Stored data entries:

=-=-=

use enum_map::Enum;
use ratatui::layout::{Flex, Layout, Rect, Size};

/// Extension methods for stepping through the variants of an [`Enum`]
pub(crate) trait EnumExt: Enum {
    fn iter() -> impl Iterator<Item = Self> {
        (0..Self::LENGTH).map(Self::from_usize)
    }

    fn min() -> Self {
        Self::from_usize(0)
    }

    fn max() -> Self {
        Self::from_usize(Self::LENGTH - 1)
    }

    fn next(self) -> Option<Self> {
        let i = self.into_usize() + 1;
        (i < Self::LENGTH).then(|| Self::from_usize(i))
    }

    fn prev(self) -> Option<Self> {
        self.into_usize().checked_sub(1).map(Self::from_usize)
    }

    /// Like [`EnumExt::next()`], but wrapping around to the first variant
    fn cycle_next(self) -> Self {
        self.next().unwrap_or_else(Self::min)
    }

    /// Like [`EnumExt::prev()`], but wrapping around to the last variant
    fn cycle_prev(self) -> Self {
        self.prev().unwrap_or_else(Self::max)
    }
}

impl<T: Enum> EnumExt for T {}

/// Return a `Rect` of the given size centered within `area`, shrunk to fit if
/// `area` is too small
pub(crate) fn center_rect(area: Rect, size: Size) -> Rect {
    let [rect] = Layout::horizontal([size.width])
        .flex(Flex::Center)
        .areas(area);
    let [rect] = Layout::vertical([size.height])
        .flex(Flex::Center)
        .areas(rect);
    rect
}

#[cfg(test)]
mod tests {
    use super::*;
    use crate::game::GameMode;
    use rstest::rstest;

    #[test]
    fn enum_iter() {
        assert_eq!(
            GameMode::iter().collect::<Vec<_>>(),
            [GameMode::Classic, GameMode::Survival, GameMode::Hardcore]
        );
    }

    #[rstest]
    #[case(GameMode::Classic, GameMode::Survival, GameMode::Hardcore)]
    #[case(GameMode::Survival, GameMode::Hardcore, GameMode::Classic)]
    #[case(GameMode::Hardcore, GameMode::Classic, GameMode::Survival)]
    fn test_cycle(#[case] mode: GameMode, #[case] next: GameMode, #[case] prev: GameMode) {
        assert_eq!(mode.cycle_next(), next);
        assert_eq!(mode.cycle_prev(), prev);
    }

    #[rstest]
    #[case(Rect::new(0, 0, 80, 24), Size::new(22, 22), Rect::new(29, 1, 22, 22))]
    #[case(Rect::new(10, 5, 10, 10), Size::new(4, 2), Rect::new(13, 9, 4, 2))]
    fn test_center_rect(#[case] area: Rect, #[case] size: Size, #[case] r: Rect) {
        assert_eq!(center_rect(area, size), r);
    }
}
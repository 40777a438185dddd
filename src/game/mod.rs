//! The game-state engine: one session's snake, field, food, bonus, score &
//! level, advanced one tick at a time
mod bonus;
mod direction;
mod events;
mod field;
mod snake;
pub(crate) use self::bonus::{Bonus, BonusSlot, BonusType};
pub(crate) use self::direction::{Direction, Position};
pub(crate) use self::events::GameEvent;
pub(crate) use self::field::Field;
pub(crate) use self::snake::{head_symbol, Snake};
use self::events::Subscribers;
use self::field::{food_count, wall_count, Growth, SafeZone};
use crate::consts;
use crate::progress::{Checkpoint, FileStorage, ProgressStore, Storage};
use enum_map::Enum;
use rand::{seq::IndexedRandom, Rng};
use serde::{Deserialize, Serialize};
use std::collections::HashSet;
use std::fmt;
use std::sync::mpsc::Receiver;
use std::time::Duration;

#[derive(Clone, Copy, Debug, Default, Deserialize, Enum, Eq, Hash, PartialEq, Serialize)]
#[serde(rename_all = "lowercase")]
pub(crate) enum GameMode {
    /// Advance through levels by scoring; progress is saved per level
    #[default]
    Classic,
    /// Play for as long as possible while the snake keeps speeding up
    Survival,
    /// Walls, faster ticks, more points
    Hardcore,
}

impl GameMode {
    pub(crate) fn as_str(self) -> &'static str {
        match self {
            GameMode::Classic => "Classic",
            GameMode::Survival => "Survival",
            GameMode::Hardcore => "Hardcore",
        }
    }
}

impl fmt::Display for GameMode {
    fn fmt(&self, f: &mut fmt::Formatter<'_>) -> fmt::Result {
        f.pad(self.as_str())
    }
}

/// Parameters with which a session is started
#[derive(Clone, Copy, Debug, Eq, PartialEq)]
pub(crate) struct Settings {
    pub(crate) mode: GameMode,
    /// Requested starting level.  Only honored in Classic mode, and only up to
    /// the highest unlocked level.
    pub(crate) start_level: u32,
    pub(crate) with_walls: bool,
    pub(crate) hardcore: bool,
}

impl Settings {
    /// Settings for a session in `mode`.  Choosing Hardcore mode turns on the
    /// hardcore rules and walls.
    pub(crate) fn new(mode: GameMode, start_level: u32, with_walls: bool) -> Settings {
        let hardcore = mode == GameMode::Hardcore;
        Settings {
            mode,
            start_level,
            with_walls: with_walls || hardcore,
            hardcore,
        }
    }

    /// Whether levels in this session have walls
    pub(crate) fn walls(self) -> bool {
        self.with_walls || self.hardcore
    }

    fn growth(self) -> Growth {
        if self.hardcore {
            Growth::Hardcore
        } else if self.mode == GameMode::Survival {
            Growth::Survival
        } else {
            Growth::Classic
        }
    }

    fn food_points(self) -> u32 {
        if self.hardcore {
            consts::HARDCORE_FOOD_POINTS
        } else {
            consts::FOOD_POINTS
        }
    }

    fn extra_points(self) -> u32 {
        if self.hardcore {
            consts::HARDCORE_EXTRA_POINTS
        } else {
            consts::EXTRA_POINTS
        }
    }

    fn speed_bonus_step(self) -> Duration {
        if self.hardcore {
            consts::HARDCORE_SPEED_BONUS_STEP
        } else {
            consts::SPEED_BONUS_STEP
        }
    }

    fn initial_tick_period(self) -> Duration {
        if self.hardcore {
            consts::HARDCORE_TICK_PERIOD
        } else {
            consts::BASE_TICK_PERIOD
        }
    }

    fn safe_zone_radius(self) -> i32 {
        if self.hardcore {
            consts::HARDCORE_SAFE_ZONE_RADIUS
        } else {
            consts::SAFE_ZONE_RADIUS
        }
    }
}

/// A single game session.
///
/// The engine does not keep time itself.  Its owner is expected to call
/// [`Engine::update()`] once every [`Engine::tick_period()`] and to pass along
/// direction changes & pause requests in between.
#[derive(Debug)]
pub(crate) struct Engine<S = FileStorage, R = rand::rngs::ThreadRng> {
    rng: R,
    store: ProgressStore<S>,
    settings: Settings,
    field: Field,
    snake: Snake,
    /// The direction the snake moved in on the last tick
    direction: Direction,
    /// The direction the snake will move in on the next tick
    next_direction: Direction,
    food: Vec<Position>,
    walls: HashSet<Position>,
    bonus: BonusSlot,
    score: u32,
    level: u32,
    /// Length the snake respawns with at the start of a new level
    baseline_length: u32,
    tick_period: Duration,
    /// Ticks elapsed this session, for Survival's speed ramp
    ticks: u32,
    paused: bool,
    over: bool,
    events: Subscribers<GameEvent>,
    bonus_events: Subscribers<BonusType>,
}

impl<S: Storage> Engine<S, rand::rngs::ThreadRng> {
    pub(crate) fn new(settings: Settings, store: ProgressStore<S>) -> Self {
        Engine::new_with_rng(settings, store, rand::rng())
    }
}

=-=-=

[Problem statement] Write out, from the lines above, only those from the line with "saved per level" to the line with "pub(crate) fn as_str(self)", exactly as given, including the first and the last.

[Exercise answer]
    /// Advance through levels by scoring; progress is saved per level
    #[default]
    Classic,
    /// Play for as long as possible while the snake keeps speeding up
    Survival,
    /// Walls, faster ticks, more points
    Hardcore,
}

impl GameMode {
    pub(crate) fn as_str(self) -> &'static str {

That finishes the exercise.